The 60 Percent Diagnostic Gap in M/E
What earlier mNGS testing could mean for labs and clinicians
By
Jessica Allerton
March 12, 2026
Clinical Scorecard: The 60 Percent Diagnostic Gap in M/E
At a Glance
Category Detail
Condition Meningitis/Encephalitis (M/E)
Key Mechanisms Complex interplay of infectious disease, neurology, and immunology; diagnostic challenges due to nonspecific symptoms and limited testing capacity.
Target Population Patients with suspected meningitis or encephalitis, particularly immunocompromised individuals and those with atypical presentations.
Care Setting Well-resourced hospitals and clinical settings with access to advanced diagnostic tools.
Key Highlights
Over 60% of M/E cases remain undiagnosed after comprehensive evaluation. Traditional diagnostics are hypothesis-driven and limited in scope. Early use of comprehensive metagenomic next-generation sequencing (mNGS) can reduce diagnostic time and additional testing. mNGS testing can decrease microbiologic tests ordered by over 60% in infectious cases. Collaboration among laboratory, neurology, and infectious disease teams is crucial for mNGS result interpretation.
Guideline-Based Recommendations
Diagnosis
Consider mNGS for patients with severe or atypical neurologic presentations. Use mNGS when culture-negative CSF persists with concern for infection.
Management
Integrate mNGS into the diagnostic pathway to inform treatment decisions. Narrow empiric therapy based on identified pathogens from mNGS results.
Monitoring & Follow-up
Evaluate mNGS results in clinical context to guide ongoing management.
Risks
Contamination control is essential due to the high sensitivity of mNGS.

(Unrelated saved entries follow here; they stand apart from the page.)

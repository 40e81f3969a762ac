// SPDX-License-Identifier: MIT OR Apache-2.0
// Copyright (c) 2025 Gustavo Noronha Silva <gustavo@noronha.dev.br>

use argscope_common::{EventHeader, REGISTER_SIZE};
use log::{debug, log_enabled, trace, Level};

use crate::{
    config::{ProbeConfig, ProbeKind, ProbePoint},
    decode::{decode_arg, decode_scalar},
    error::{DecodeError, Result},
    format_helpers::hex_dump,
    header::{decode_header, EventKind, HeaderExt as _},
    reader::SampleReader,
};

/// Registers captured at a syscall boundary.
#[derive(Debug, Clone, Copy, PartialEq, Eq)]
pub struct SyscallPrelude {
    pub nr: u32,
    pub lr: u64,
    pub pc: u64,
    pub sp: u64,
    /// Only present on exit.
    pub ret: Option<i64>,
}

/// Registers captured when a uprobe fires.
#[derive(Debug, Clone, Copy, PartialEq, Eq)]
pub struct UprobePrelude {
    pub probe_index: u32,
    pub lr: u64,
    pub pc: u64,
    pub sp: u64,
}

#[derive(Debug, Clone, PartialEq, Eq)]
pub struct DecodedArg {
    pub name: String,
    pub values: Vec<String>,
}

#[derive(Debug, Clone, PartialEq, Eq)]
pub struct SyscallEvent {
    pub header: EventHeader,
    pub kind: EventKind,
    pub prelude: SyscallPrelude,
    pub name: String,
    pub args: Vec<DecodedArg>,
}

#[derive(Debug, Clone, PartialEq, Eq)]
pub struct UprobeEvent {
    pub header: EventHeader,
    pub prelude: UprobePrelude,
    pub name: String,
    pub args: Vec<DecodedArg>,
}

#[derive(Debug, Clone, PartialEq, Eq)]
pub enum Event {
    Syscall(SyscallEvent),
    Uprobe(UprobeEvent),
}

impl Event {
    pub fn header(&self) -> &EventHeader {
        match self {
            Event::Syscall(e) => &e.header,
            Event::Uprobe(e) => &e.header,
        }
    }

    pub fn kind(&self) -> EventKind {
        match self {
            Event::Syscall(e) => e.kind,
            Event::Uprobe(_) => EventKind::UprobeEnter,
        }
    }

    pub fn name(&self) -> &str {
        match self {
            Event::Syscall(e) => &e.name,
            Event::Uprobe(e) => &e.name,
        }
    }

    pub fn args(&self) -> &[DecodedArg] {
        match self {
            Event::Syscall(e) => &e.args,
            Event::Uprobe(e) => &e.args,
        }
    }
}

fn decode_syscall_prelude(reader: &mut SampleReader<'_>, exit: bool) -> Result<SyscallPrelude> {
    Ok(SyscallPrelude {
        nr: reader.u32("syscall nr")?,
        lr: reader.u64("syscall lr")?,
        pc: reader.u64("syscall pc")?,
        sp: reader.u64("syscall sp")?,
        ret: if exit {
            Some(reader.i64("syscall ret")?)
        } else {
            None
        },
    })
}

fn decode_uprobe_prelude(reader: &mut SampleReader<'_>) -> Result<UprobePrelude> {
    Ok(UprobePrelude {
        probe_index: reader.u32("uprobe index")?,
        lr: reader.u64("uprobe lr")?,
        pc: reader.u64("uprobe pc")?,
        sp: reader.u64("uprobe sp")?,
    })
}

fn lookup(config: &ProbeConfig, kind: ProbeKind, id: u32) -> Result<&ProbePoint> {
    config
        .point(kind, id)
        .ok_or(DecodeError::UnknownProbePoint {
            kind: match kind {
                ProbeKind::Syscall => "syscall",
                ProbeKind::Uprobe => "uprobe",
            },
            id,
        })
}

/// Runs the argument loop. `argnum` decides how many arguments are read;
/// the probe point must describe at least that many.
fn decode_args(
    reader: &mut SampleReader<'_>,
    header: &EventHeader,
    point: &ProbePoint,
    config: &ProbeConfig,
) -> Result<Vec<DecodedArg>> {
    let argnum = header.argnum as usize;
    if point.args.len() < argnum {
        return Err(DecodeError::MissingDescriptor {
            point: point.name.clone(),
            declared: header.argnum,
            described: point.args.len(),
        });
    }

    let mut args = Vec::with_capacity(argnum);
    for (index, desc) in point.args.iter().take(argnum).enumerate() {
        let mut values = Vec::with_capacity(1);
        if desc.is_scalar() {
            decode_scalar(reader, &mut values)?;
        } else {
            decode_arg(reader, index, desc, &config.display, &mut values)?;
        }
        trace!("{} arg {index} {}: {values:?}", point.name, desc.name);
        args.push(DecodedArg {
            name: desc.name.clone(),
            values,
        });
    }

    Ok(args)
}

/// The producer may pad the raw sample with a few zero bytes; anything else
/// after the last argument means the descriptors do not match the capture.
fn check_trailing(reader: &SampleReader<'_>) -> Result<()> {
    let rest = reader.rest();
    if rest.is_empty() || (rest.len() < REGISTER_SIZE && rest.iter().all(|&b| b == 0)) {
        return Ok(());
    }
    Err(DecodeError::TrailingBytes {
        remaining: rest.len(),
    })
}

fn decode_event_inner(sample: &[u8], config: &ProbeConfig) -> Result<Event> {
    let mut reader = SampleReader::new(sample);
    let header = decode_header(&mut reader)?;

    let kind = header
        .kind()
        .ok_or(DecodeError::UnknownEventKind(header.eventid))?;

    let event = match kind {
        EventKind::SyscallEnter | EventKind::SyscallExit => {
            let prelude = decode_syscall_prelude(&mut reader, kind == EventKind::SyscallExit)?;
            let point = lookup(config, ProbeKind::Syscall, prelude.nr)?;
            let args = decode_args(&mut reader, &header, point, config)?;
            Event::Syscall(SyscallEvent {
                header,
                kind,
                prelude,
                name: point.name.clone(),
                args,
            })
        }
        EventKind::UprobeEnter => {
            let prelude = decode_uprobe_prelude(&mut reader)?;
            let point = lookup(config, ProbeKind::Uprobe, prelude.probe_index)?;
            let args = decode_args(&mut reader, &header, point, config)?;
            Event::Uprobe(UprobeEvent {
                header,
                prelude,
                name: point.name.clone(),
                args,
            })
        }
    };

    check_trailing(&reader)?;
    Ok(event)
}

/// Decodes one raw sample into an event. Every error is local to this
/// sample; the raw bytes are dumped at debug level to help diagnose it.
pub fn decode_event(sample: &[u8], config: &ProbeConfig) -> Result<Event> {
    decode_event_inner(sample, config).inspect_err(|e| {
        if log_enabled!(Level::Debug) {
            debug!(
                "failed to decode {} byte sample: {e}\n{}",
                sample.len(),
                hex_dump(sample, config.display.color)
            );
        }
    })
}

#[cfg(test)]
mod test {
    use argscope_common::{AliasType, ArgType};

    use super::*;
    use crate::{builder::event_header, descriptor::ArgDescriptor};

    #[test]
    fn struct_with_scalar_alias_is_a_schema_mismatch() {
        // ProbeConfig::add would refuse this descriptor; the loop must too.
        let point = ProbePoint::new(
            ProbeKind::Syscall,
            1,
            "broken",
            vec![ArgDescriptor {
                name: "s".to_string(),
                arg_type: ArgType::Struct,
                alias: AliasType::None,
                size: 0,
            }],
        );
        let header = event_header(EventKind::SyscallEnter, 1, 1, "x", 1);
        let registers = 7u64.to_le_bytes();
        let mut reader = SampleReader::new(&registers);

        let err = decode_args(&mut reader, &header, &point, &ProbeConfig::default()).unwrap_err();
        assert_eq!(
            err,
            DecodeError::NonStructuralAlias {
                index: 0,
                alias: AliasType::None
            }
        );
        assert!(err.is_schema_mismatch());
        assert_eq!(reader.consumed(), 0);
    }

    #[test]
    fn unfollowed_pointer_is_one_register() {
        let point = ProbePoint::new(
            ProbeKind::Syscall,
            1,
            "mmap",
            vec![ArgDescriptor::pointer("addr", AliasType::None)],
        );
        let header = event_header(EventKind::SyscallEnter, 1, 1, "x", 1);
        let registers = 0x7f00u64.to_le_bytes();
        let mut reader = SampleReader::new(&registers);

        let args = decode_args(&mut reader, &header, &point, &ProbeConfig::default()).unwrap();
        assert_eq!(args[0].values, vec!["0x7f00"]);
        assert_eq!(reader.remaining(), 0);
    }
}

Patient & Prescribing Data
Patients with suspected infectious or autoimmune causes of meningitis/encephalitis.
Earlier mNGS testing may influence hospital length of stay and timing of immunotherapy.
Clinical Best Practices
Maintain strict pre-analytic handling and appropriate negative controls for mNGS. Ensure standardized reporting and clinician education for accurate result interpretation. Develop clear ordering criteria for mNGS within diagnostic workflows.